Selling a car on your own requires not just having the ability to advertise your sale, but also the ability to properly price a car. Unfortunately, doing so isn’t’ a skill that’s inherent to the average car owner. You’ll need to learn a little bit about how cars are priced and the local auto market to start this process, but you must also be aware that there’s not always a right answer. Instead of concentrating on a specific number, you need to understand what goes into setting a price.


Knowing the Basic Values


The first place to start with any kind of used car pricing will always be with the Blue Book. Every car, truck, and SUV on the road has a Kelley Blue Book Value, usually determined by the make and model of the vehicle as well as the condition in which the vehicle is found.


Unfortunately, used car value is not cut and dried. There are many factors to deal with, ranging from cosmetic damage to mileage.
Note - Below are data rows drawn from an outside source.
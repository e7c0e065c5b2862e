// src/crawl/fetch.rs
// =============================================================================
// This module performs the HTTP GET requests of a crawl.
//
// Key functionality:
// - One reqwest Client, reused for every request (connection pooling)
// - A random User-Agent from the configured pool on each request
// - A fixed 5 second client timeout, independent of the crawl budget
// - Bodies are truncated at 1 MiB no matter what the server sends
// - Every request races against the crawl's CancellationToken
//
// Non-2xx responses are NOT errors here: their bodies are returned and
// parsed for links like any other page. Only the status line is logged.
// =============================================================================

use anyhow::{anyhow, Context, Result};
use rand::seq::SliceRandom;
use rand::Rng;
use reqwest::Client;
use std::time::Duration;
use tokio_util::sync::CancellationToken;

// Per-request network timeout
pub const REQUEST_TIMEOUT: Duration = Duration::from_secs(5);

// Largest response body we keep (1 MiB)
pub const MAX_BODY_BYTES: usize = 1 << 20;

pub struct Fetcher {
    client: Client,
    user_agents: Vec<String>,
}

impl Fetcher {
    // Builds the HTTP client
    //
    // Parameters:
    //   user_agents: pool of User-Agent values (must not be empty)
    pub fn new(user_agents: Vec<String>) -> Result<Self> {
        let client = Client::builder()
            .timeout(REQUEST_TIMEOUT)
            .build()
            .context("failed to build HTTP client")?;

        Ok(Self { client, user_agents })
    }

    // Fetches a page and returns at most MAX_BODY_BYTES of its body
    //
    // Returns an error if the request cannot be built or sent, if reading the
    // body fails, or if `token` is cancelled before the request completes.
    pub async fn fetch<R: Rng + ?Sized>(
        &self,
        token: &CancellationToken,
        url: &str,
        rng: &mut R,
    ) -> Result<Vec<u8>> {
        if token.is_cancelled() {
            return Err(anyhow!("crawl cancelled before fetching {}", url));
        }

        let user_agent = self
            .user_agents
            .choose(rng)
            .map(String::as_str)
            .unwrap_or_default();

        tokio::select! {
            biased;
            _ = token.cancelled() => Err(anyhow!("crawl cancelled while fetching {}", url)),
            result = self.get(url, user_agent) => result,
        }
    }

    async fn get(&self, url: &str, user_agent: &str) -> Result<Vec<u8>> {
        let mut response = self
            .client
            .get(url)
            .header(reqwest::header::USER_AGENT, user_agent)
            .send()
            .await?;

        tracing::info!("fetch {}: {}", url, response.status());

        // Read chunk by chunk so a huge body never lands in memory
        let mut body = Vec::new();
        while let Some(chunk) = response.chunk().await? {
            let remaining = MAX_BODY_BYTES - body.len();
            if chunk.len() >= remaining {
                body.extend_from_slice(&chunk[..remaining]);
                break;
            }
            body.extend_from_slice(&chunk);
        }

        Ok(body)
    }
}

#[cfg(test)]
mod tests {
    use super::*;
    use rand::rngs::StdRng;
    use rand::SeedableRng;
    use std::time::Instant;
    use wiremock::matchers::{header, method, path};
    use wiremock::{Mock, MockServer, ResponseTemplate};

    fn fetcher() -> Fetcher {
        Fetcher::new(vec!["urusai-test".to_string()]).unwrap()
    }

    #[tokio::test]
    async fn test_fetch_returns_body() {
        let server = MockServer::start().await;
        Mock::given(method("GET"))
            .and(path("/page"))
            .respond_with(ResponseTemplate::new(200).set_body_string("<a href=\"/x\">x</a>"))
            .expect(1)
            .mount(&server)
            .await;

        let token = CancellationToken::new();
        let mut rng = StdRng::seed_from_u64(0);
        let body = fetcher()
            .fetch(&token, &format!("{}/page", server.uri()), &mut rng)
            .await
            .unwrap();

        assert_eq!(body, b"<a href=\"/x\">x</a>");
    }

    #[tokio::test]
    async fn test_fetch_sends_user_agent_from_pool() {
        let server = MockServer::start().await;
        Mock::given(method("GET"))
            .and(header("user-agent", "urusai-test"))
            .respond_with(ResponseTemplate::new(200))
            .expect(1)
            .mount(&server)
            .await;

        let token = CancellationToken::new();
        let mut rng = StdRng::seed_from_u64(0);
        let result = fetcher().fetch(&token, &server.uri(), &mut rng).await;
        assert!(result.is_ok());
    }

    #[tokio::test]
    async fn test_non_success_status_still_returns_body() {
        let server = MockServer::start().await;
        Mock::given(method("GET"))
            .respond_with(ResponseTemplate::new(404).set_body_string("not here"))
            .mount(&server)
            .await;

        let token = CancellationToken::new();
        let mut rng = StdRng::seed_from_u64(0);
        let body = fetcher().fetch(&token, &server.uri(), &mut rng).await.unwrap();
        assert_eq!(body, b"not here");
    }

    #[tokio::test]
    async fn test_body_is_capped() {
        let server = MockServer::start().await;
        let big = vec![b'a'; MAX_BODY_BYTES * 2];
        Mock::given(method("GET"))
            .respond_with(ResponseTemplate::new(200).set_body_bytes(big))
            .mount(&server)
            .await;

        let token = CancellationToken::new();
        let mut rng = StdRng::seed_from_u64(0);
        let body = fetcher().fetch(&token, &server.uri(), &mut rng).await.unwrap();
        assert_eq!(body.len(), MAX_BODY_BYTES);
    }

    #[tokio::test]
    async fn test_cancellation_interrupts_slow_request() {
        let server = MockServer::start().await;
        Mock::given(method("GET"))
            .respond_with(ResponseTemplate::new(200).set_delay(Duration::from_secs(3)))
            .mount(&server)
            .await;

        let token = CancellationToken::new();
        let canceller = token.clone();
        tokio::spawn(async move {
            tokio::time::sleep(Duration::from_millis(100)).await;
            canceller.cancel();
        });

        let started = Instant::now();
        let mut rng = StdRng::seed_from_u64(0);
        let result = fetcher().fetch(&token, &server.uri(), &mut rng).await;

        assert!(result.is_err());
        assert!(started.elapsed() < Duration::from_secs(2));
    }

    #[tokio::test]
    async fn test_request_timeout_applies_without_cancellation() {
        let server = MockServer::start().await;
        Mock::given(method("GET"))
            .respond_with(
                ResponseTemplate::new(200).set_delay(REQUEST_TIMEOUT + Duration::from_secs(3)),
            )
            .mount(&server)
            .await;

        // Never cancelled: only the client timeout can end this request
        let token = CancellationToken::new();
        let started = Instant::now();
        let mut rng = StdRng::seed_from_u64(0);
        let result = fetcher().fetch(&token, &server.uri(), &mut rng).await;
        let elapsed = started.elapsed();

        assert!(result.is_err());
        assert!(elapsed >= REQUEST_TIMEOUT - Duration::from_millis(100));
        assert!(elapsed < REQUEST_TIMEOUT + Duration::from_secs(2));
    }

    #[tokio::test]
    async fn test_already_cancelled_token_fails_fast() {
        let token = CancellationToken::new();
        token.cancel();
        let mut rng = StdRng::seed_from_u64(0);
        let result = fetcher().fetch(&token, "http://127.0.0.1:9/", &mut rng).await;
        assert!(result.is_err());
    }

    #[tokio::test]
    async fn test_invalid_url_is_an_error() {
        let token = CancellationToken::new();
        let mut rng = StdRng::seed_from_u64(0);
        let result = fetcher().fetch(&token, "not a url", &mut rng).await;
        assert!(result.is_err());
    }
}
This is a good starting point, and most private buyers won’t want to deviate too much from the Blue Book value when they’re negotiating a price.


What the Market Bears


It’s also a good idea to look at what’s currently on the market when you’re trying to fairly value a used car. While the book value of your car might point in one direction, what people are currently paying for similar cars might lead you somewhere entirely different.


If the average used car in your area is selling for ten thousand dollars, it’s going to be very difficult to find a customer if you’re asking twice that. You’ll need to figure out what the market will actually support. This can work in your favor or against it, but it’s something that you will absolutely have to keep in mind.


Timing and Availability


Figuring out what people will pay for a car also means figuring out your own motivations. Are you looking to sell your car for maximum value, or are you looking to sell it quickly? Pricing will require you to determine whether time or money is more important, and the answer to that question will lead you down two different paths.


When you want to sell quickly, what you’re really asking is what kind of price is simply too good to walk away from. You have to price lower in order to make a deal. If you’re looking for maximum profit, though, you’re really making an attempt to find the price that is going to be the most attractive to a motivated buyer. Finding a good middle ground between these two numbers is usually where the average seller wants to wind up.


What will people pay for a car? Sadly, you’re going to need quite a bit of information to answer that question. You’ll need to know how quickly you want the car to sell, what other cars are selling for, and what the inherent value of your car might be. Once you have all of that data, you can put together a rough estimate of what you can sell the car for – and once that’s done, you can begin deciding exactly how high you can price the vehicle without scaring off potential buyers.